The Hunger Games by Suzanne Collins
My rating: 4 of 5 stars
I don’t think I can see The Hunger Games movie. Not because I didn’t like the book or because I don’t think it’ll translate well. No, I just don’t think I can see such an uncomfortable story rendered on-screen.
And make no mistake: The Hunger Games is very uncomfortable. It takes its Survivor-On-Steroids plot – twenty-four children pitted against each other in a game that only ends when all but one are dead – seriously.
It’s the story of Katniss, a teenage girl trying to survive in a dark future where the capitol of the shattered remnants of North America keeps its satellite districts in line by forcing them to give up one boy and one girl every year to participate in the Hunger Games – and then forcing them to watch as their children kill each other.
There’s no escape into gonzo exaggeration, there’s no “hey, we were just kidding” or deus-ex-machina ending. Just our most vulnerable being sacrificed on the altar of totalitarian authority.
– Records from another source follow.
mod connect;
mod control;
mod session;

pub use connect::{connect_session, resolve_model};
pub use control::Control;
pub use session::{FaultRecord, Instrument, SessionOptions, SharedInstrument};
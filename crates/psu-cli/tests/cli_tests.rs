use application::connect_session;
use infrastructure::SessionConfig;
use psu_cli::{Command, Overrides, execute};

async fn simulated_session() -> application::Instrument {
    let mut config = SessionConfig::default();
    Overrides {
        simulate: true,
        ..Overrides::default()
    }
    .apply(&mut config)
    .unwrap();
    connect_session(&config).await.unwrap()
}

#[tokio::test]
async fn test_list_shows_every_control() {
    let mut instrument = simulated_session().await;

    let output = execute(&mut instrument, &Command::List).await.unwrap();

    let names: Vec<&str> = output
        .lines()
        .filter_map(|line| line.split_whitespace().next())
        .collect();
    assert_eq!(names, vec!["current", "output", "power", "remote", "voltage"]);
}

#[tokio::test]
async fn test_set_then_get_voltage() {
    let mut instrument = simulated_session().await;

    let set = Command::Set {
        control: "voltage".to_string(),
        value: "42.5".to_string(),
    };
    assert_eq!(execute(&mut instrument, &set).await.unwrap(), "voltage = 42.5");

    let get = Command::Get {
        control: "voltage".to_string(),
    };
    assert_eq!(execute(&mut instrument, &get).await.unwrap(), "42.5");
}

#[tokio::test]
async fn test_set_reports_clamped_value() {
    let mut instrument = simulated_session().await;

    let set = Command::Set {
        control: "current".to_string(),
        value: "301".to_string(),
    };

    assert_eq!(execute(&mut instrument, &set).await.unwrap(), "current = 300");
}

#[tokio::test]
async fn test_errors_and_clear() {
    let mut instrument = simulated_session().await;
    execute(
        &mut instrument,
        &Command::Write {
            command: ":BOGUS".to_string(),
        },
    )
    .await
    .unwrap();

    let errors = execute(&mut instrument, &Command::Errors).await.unwrap();
    assert_eq!(errors, "-113 Undefined header");

    let cleared = execute(&mut instrument, &Command::Clear).await.unwrap();
    assert_eq!(cleared, "Device errors cleared");
    assert_eq!(
        execute(&mut instrument, &Command::Errors).await.unwrap(),
        "No device errors"
    );
}

#[tokio::test]
async fn test_invalid_value_is_an_error() {
    let mut instrument = simulated_session().await;

    let set = Command::Set {
        control: "output".to_string(),
        value: "blink".to_string(),
    };

    assert!(execute(&mut instrument, &set).await.is_err());
}

#[tokio::test]
async fn test_id_and_ask() {
    let mut instrument = simulated_session().await;

    let id = execute(&mut instrument, &Command::Id).await.unwrap();
    assert!(id.starts_with("EA Elektro-Automatik"));

    let reply = execute(
        &mut instrument,
        &Command::Ask {
            command: ":OUTP?".to_string(),
        },
    )
    .await
    .unwrap();
    assert_eq!(reply, "OFF");
}
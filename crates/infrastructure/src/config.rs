use std::time::Duration;

use config::{Config, ConfigError, Environment, File};
use domain::AdapterKind;
use domain::instrument::ModelConfig;
use serde::{Deserialize, Serialize};

/// Session settings: which model, which transport, how patient.
#[derive(Debug, Deserialize, Serialize, Clone)]
pub struct SessionConfig {
    #[serde(default = "default_name")]
    pub name: String,
    /// Key of a built-in instrument model
    #[serde(default = "default_model")]
    pub model: String,
    /// Inline model declaration; takes precedence over `model`
    #[serde(default)]
    pub model_config: Option<ModelConfig>,
    #[serde(default = "default_adapter")]
    pub adapter: AdapterKind,
    #[serde(default)]
    pub adapter_config: serde_json::Value,
    /// Overrides the model's default timeout
    #[serde(default)]
    pub timeout_ms: Option<u64>,
    #[serde(default)]
    pub check_errors_after_set: bool,
}

fn default_name() -> String {
    "psu".to_string()
}
fn default_model() -> String {
    "ea-psb-9080-360-3u".to_string()
}
fn default_adapter() -> AdapterKind {
    AdapterKind::Simulated
}

impl Default for SessionConfig {
    fn default() -> Self {
        Self {
            name: default_name(),
            model: default_model(),
            model_config: None,
            adapter: default_adapter(),
            adapter_config: serde_json::Value::Null,
            timeout_ms: None,
            check_errors_after_set: false,
        }
    }
}

impl SessionConfig {
    pub fn load(config_dir: &str) -> Result<Self, ConfigError> {
        let run_mode = std::env::var("RUN_MODE").unwrap_or_else(|_| "development".into());

        let s = Config::builder()
            // Local config file, e.g. config/default.toml
            .add_source(File::with_name(&format!("{}/default", config_dir)).required(false))
            // Per run mode overrides, e.g. config/lab.toml
            .add_source(File::with_name(&format!("{}/{}", config_dir, run_mode)).required(false))
            // Environment variables (e.g. PSU__TIMEOUT_MS=15000)
            .add_source(Environment::with_prefix("PSU").separator("__"))
            .build()?;

        let config: Self = s.try_deserialize()?;
        config.validate()?;
        Ok(config)
    }

    pub fn timeout(&self) -> Option<Duration> {
        self.timeout_ms.map(Duration::from_millis)
    }

    fn validate(&self) -> Result<(), ConfigError> {
        if self.timeout_ms == Some(0) {
            return Err(ConfigError::Message(
                "timeout_ms must be greater than zero".to_string(),
            ));
        }
        Ok(())
    }
}

#[cfg(test)]
mod tests {
    use super::*;
    use std::path::PathBuf;

    fn scratch_dir(tag: &str) -> PathBuf {
        let dir = std::env::temp_dir().join(format!("psu-config-{}-{}", tag, std::process::id()));
        std::fs::create_dir_all(&dir).unwrap();
        dir
    }

    #[test]
    fn test_missing_files_yield_defaults() {
        let dir = scratch_dir("empty");
        let config = SessionConfig::load(dir.to_str().unwrap()).unwrap();
        assert_eq!(config.model, "ea-psb-9080-360-3u");
        assert_eq!(config.adapter, AdapterKind::Simulated);
        assert!(!config.check_errors_after_set);
        assert_eq!(config.timeout(), None);
    }

    #[test]
    fn test_loads_serial_session_from_toml() {
        let dir = scratch_dir("serial");
        std::fs::write(
            dir.join("default.toml"),
            r#"
name = "bench-psu"
adapter = "Serial"
timeout_ms = 12000
check_errors_after_set = true

[adapter_config]
port = "/dev/ttyACM0"
baud_rate = 115200
"#,
        )
        .unwrap();

        let config = SessionConfig::load(dir.to_str().unwrap()).unwrap();
        assert_eq!(config.name, "bench-psu");
        assert_eq!(config.adapter, AdapterKind::Serial);
        assert_eq!(config.adapter_config["port"], "/dev/ttyACM0");
        assert_eq!(config.timeout(), Some(Duration::from_secs(12)));
        assert!(config.check_errors_after_set);
    }

    #[test]
    fn test_inline_model() {
        let dir = scratch_dir("model");
        std::fs::write(
            dir.join("default.toml"),
            r#"
[model_config]
name = "Bench PSU"
error_query = "SYST:ERR?"

[[model_config.controls]]
name = "voltage"
query = "VOLT?"
write = "VOLT %g"
validators = [{ type = "StrictRange" }]
values = { type = "Range", min = 0, max = 30 }
"#,
        )
        .unwrap();

        let config = SessionConfig::load(dir.to_str().unwrap()).unwrap();
        let model = config.model_config.unwrap().build().unwrap();
        assert_eq!(model.control_names(), vec!["voltage"]);
    }

    #[test]
    fn test_zero_timeout_rejected() {
        let dir = scratch_dir("zero");
        std::fs::write(dir.join("default.toml"), "timeout_ms = 0\n").unwrap();
        assert!(SessionConfig::load(dir.to_str().unwrap()).is_err());
    }
}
That, however, is probably the novel’s biggest strength, what makes it so un-put-downable: The tension might wane some, but it never, ever goes away. Even before the Hunger Games proper start, you’re dreading what’s to come… what Katniss might have to do… how even for all her calculations and mistrust, she might get horribly hurt anyway.
But the one thing I really like about it is that it takes a trope normally found in spy fiction – that of trying to figure out who you are when your survival depends on playing to someone else’s expectations – and puts it in a very different space, as Katniss discovers that putting on a good show for the audience can earn her care packages from the outside.
But when doing so means developing a romance “plotline” with Peeta, the chosen boy from her district, how does Katniss know whether his responses to her are genuine, when every move could be calculated to ensure he’s the only one who survives? Worse – how does Katniss know whether she feels something genuine toward Peeta, especially when she’s starting to realise she might also feel something for her best friend Gale – who’s probably watching as she performs (or not?) with Peeta so she can stay alive?
The Hunger Games keeps to its premise so well that there’s little chance of a truly happy ending, and while the book ends with a lot of issues unresolved, there’s really nowhere else the plot could have gone. It simply needs at least one more book to tell.
So I’m just going to have to track #2 down some time soon…
But What About You?
So what did you think of The Hunger Games? How did it surprise you?
Did the movie managed to carry the book’s plot well?
I “read” all three of these books as Audiobooks through audible and the narrator was fantastic as she took us through the emotional roller coaster that Katniss has to endure. Warning: The third book is a little different but I guess that’s because it really focuses on the psychological fallout of the first two books as well as dealing with The Capitol.
Do it, you wont be disappointed. The movie was very well done and quite faithful to the story in the books, and equally as disturbing.